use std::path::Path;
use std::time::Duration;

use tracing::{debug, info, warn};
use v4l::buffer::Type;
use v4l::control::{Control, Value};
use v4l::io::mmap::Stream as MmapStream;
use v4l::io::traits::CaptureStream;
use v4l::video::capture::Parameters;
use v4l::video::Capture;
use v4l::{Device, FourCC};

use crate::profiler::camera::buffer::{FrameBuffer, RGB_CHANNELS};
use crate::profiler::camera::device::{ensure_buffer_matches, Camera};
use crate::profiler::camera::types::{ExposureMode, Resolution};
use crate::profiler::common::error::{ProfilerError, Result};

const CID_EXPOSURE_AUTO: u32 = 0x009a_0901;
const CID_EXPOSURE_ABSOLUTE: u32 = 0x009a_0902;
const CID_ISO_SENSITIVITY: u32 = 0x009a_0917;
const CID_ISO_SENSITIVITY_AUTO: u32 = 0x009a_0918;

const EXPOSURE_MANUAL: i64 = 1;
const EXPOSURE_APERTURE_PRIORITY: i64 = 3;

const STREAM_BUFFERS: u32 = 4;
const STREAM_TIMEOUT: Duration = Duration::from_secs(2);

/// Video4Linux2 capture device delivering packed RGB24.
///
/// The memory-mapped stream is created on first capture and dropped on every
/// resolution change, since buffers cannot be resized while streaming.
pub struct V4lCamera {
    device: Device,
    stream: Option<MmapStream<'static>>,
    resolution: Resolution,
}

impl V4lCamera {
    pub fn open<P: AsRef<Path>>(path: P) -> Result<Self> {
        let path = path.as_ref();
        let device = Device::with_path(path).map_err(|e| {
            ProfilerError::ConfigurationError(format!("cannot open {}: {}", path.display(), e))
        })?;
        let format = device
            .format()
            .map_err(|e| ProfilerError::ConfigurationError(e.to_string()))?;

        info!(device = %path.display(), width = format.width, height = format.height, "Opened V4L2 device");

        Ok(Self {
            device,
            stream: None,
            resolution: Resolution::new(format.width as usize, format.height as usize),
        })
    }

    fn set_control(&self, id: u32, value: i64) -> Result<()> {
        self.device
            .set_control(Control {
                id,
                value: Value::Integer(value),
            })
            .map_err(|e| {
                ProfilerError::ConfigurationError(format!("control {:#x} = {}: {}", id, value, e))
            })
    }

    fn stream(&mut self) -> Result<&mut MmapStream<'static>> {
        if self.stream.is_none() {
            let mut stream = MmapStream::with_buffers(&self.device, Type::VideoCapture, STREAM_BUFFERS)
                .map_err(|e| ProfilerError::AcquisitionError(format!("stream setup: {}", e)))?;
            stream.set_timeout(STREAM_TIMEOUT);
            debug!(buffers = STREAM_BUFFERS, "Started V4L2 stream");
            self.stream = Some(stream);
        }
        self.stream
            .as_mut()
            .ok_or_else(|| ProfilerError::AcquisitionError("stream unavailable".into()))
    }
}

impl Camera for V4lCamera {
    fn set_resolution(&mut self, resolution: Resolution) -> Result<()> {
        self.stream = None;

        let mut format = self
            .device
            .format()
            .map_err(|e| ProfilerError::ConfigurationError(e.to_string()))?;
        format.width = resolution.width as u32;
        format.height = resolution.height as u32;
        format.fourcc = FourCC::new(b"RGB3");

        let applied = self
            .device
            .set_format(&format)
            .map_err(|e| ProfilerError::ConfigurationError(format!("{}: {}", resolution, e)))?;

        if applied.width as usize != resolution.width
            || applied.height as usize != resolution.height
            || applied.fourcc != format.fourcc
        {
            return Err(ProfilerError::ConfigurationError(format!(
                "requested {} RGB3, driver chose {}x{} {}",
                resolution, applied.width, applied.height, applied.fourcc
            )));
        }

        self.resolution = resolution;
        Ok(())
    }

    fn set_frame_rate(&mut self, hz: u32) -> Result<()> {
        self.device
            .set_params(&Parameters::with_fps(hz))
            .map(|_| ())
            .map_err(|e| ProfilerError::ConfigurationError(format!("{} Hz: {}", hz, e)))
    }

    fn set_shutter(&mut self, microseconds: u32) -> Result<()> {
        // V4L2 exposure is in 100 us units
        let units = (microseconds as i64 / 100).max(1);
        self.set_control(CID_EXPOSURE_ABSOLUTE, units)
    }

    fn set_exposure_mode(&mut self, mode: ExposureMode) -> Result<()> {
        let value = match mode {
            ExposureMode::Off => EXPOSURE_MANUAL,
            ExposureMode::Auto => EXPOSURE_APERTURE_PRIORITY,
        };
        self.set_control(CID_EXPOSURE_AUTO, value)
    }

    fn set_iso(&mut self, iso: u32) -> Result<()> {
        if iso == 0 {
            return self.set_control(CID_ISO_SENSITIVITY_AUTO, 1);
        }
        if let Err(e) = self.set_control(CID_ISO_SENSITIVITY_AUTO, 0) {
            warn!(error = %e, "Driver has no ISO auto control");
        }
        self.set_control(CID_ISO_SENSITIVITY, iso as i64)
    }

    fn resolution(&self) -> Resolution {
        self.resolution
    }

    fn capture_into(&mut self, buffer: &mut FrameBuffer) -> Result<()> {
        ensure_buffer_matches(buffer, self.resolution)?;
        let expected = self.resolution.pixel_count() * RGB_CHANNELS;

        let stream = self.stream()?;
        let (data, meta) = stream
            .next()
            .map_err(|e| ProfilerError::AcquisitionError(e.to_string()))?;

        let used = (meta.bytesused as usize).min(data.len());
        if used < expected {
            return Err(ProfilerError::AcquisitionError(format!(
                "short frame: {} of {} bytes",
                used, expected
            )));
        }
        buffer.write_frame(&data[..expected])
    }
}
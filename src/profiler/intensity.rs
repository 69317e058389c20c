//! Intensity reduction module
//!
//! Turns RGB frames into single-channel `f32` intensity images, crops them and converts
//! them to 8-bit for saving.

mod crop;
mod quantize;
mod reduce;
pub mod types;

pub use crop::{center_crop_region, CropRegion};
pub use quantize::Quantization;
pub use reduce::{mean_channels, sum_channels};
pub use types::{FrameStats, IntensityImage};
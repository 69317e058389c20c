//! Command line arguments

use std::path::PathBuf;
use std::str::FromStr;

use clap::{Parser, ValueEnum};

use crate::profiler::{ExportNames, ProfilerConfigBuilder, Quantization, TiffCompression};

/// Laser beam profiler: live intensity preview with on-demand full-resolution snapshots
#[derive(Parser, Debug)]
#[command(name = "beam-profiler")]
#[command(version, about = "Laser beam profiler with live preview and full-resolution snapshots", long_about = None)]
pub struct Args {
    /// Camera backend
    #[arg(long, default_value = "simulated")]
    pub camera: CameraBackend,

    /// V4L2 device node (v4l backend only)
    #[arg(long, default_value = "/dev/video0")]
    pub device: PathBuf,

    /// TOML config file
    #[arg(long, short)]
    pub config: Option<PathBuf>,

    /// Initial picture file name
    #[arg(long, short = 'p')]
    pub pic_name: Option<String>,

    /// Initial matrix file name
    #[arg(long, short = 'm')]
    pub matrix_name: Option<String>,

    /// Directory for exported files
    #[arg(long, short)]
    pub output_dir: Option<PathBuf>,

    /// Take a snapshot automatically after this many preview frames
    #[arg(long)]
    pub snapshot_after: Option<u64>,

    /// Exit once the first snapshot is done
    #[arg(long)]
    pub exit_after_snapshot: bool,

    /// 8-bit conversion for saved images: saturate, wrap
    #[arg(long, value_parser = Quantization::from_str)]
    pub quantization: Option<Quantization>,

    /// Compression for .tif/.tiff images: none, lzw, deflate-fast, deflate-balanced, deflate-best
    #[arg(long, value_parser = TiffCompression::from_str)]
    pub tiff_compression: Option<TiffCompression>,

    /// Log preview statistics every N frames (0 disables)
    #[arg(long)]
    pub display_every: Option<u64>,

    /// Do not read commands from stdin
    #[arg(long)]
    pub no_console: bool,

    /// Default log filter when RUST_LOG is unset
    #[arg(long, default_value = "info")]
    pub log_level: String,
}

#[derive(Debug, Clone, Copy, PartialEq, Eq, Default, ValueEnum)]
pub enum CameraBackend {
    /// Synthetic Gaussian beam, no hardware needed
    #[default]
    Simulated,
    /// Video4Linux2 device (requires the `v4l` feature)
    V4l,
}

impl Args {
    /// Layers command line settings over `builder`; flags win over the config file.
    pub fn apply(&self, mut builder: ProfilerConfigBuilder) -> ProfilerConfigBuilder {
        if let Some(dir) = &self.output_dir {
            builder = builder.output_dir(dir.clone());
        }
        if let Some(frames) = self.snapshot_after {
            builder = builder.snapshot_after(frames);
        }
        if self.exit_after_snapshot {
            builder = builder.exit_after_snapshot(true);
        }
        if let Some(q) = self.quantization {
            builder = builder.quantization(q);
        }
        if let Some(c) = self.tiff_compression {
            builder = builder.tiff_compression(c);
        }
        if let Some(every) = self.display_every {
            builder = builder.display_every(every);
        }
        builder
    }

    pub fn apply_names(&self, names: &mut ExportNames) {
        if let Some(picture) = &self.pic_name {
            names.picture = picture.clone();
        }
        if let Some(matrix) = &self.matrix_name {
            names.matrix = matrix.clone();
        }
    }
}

====

Description of the task> For each line in the material above that holds the word "MmapStream", add one to a count; state only the final number.

Completed task> 4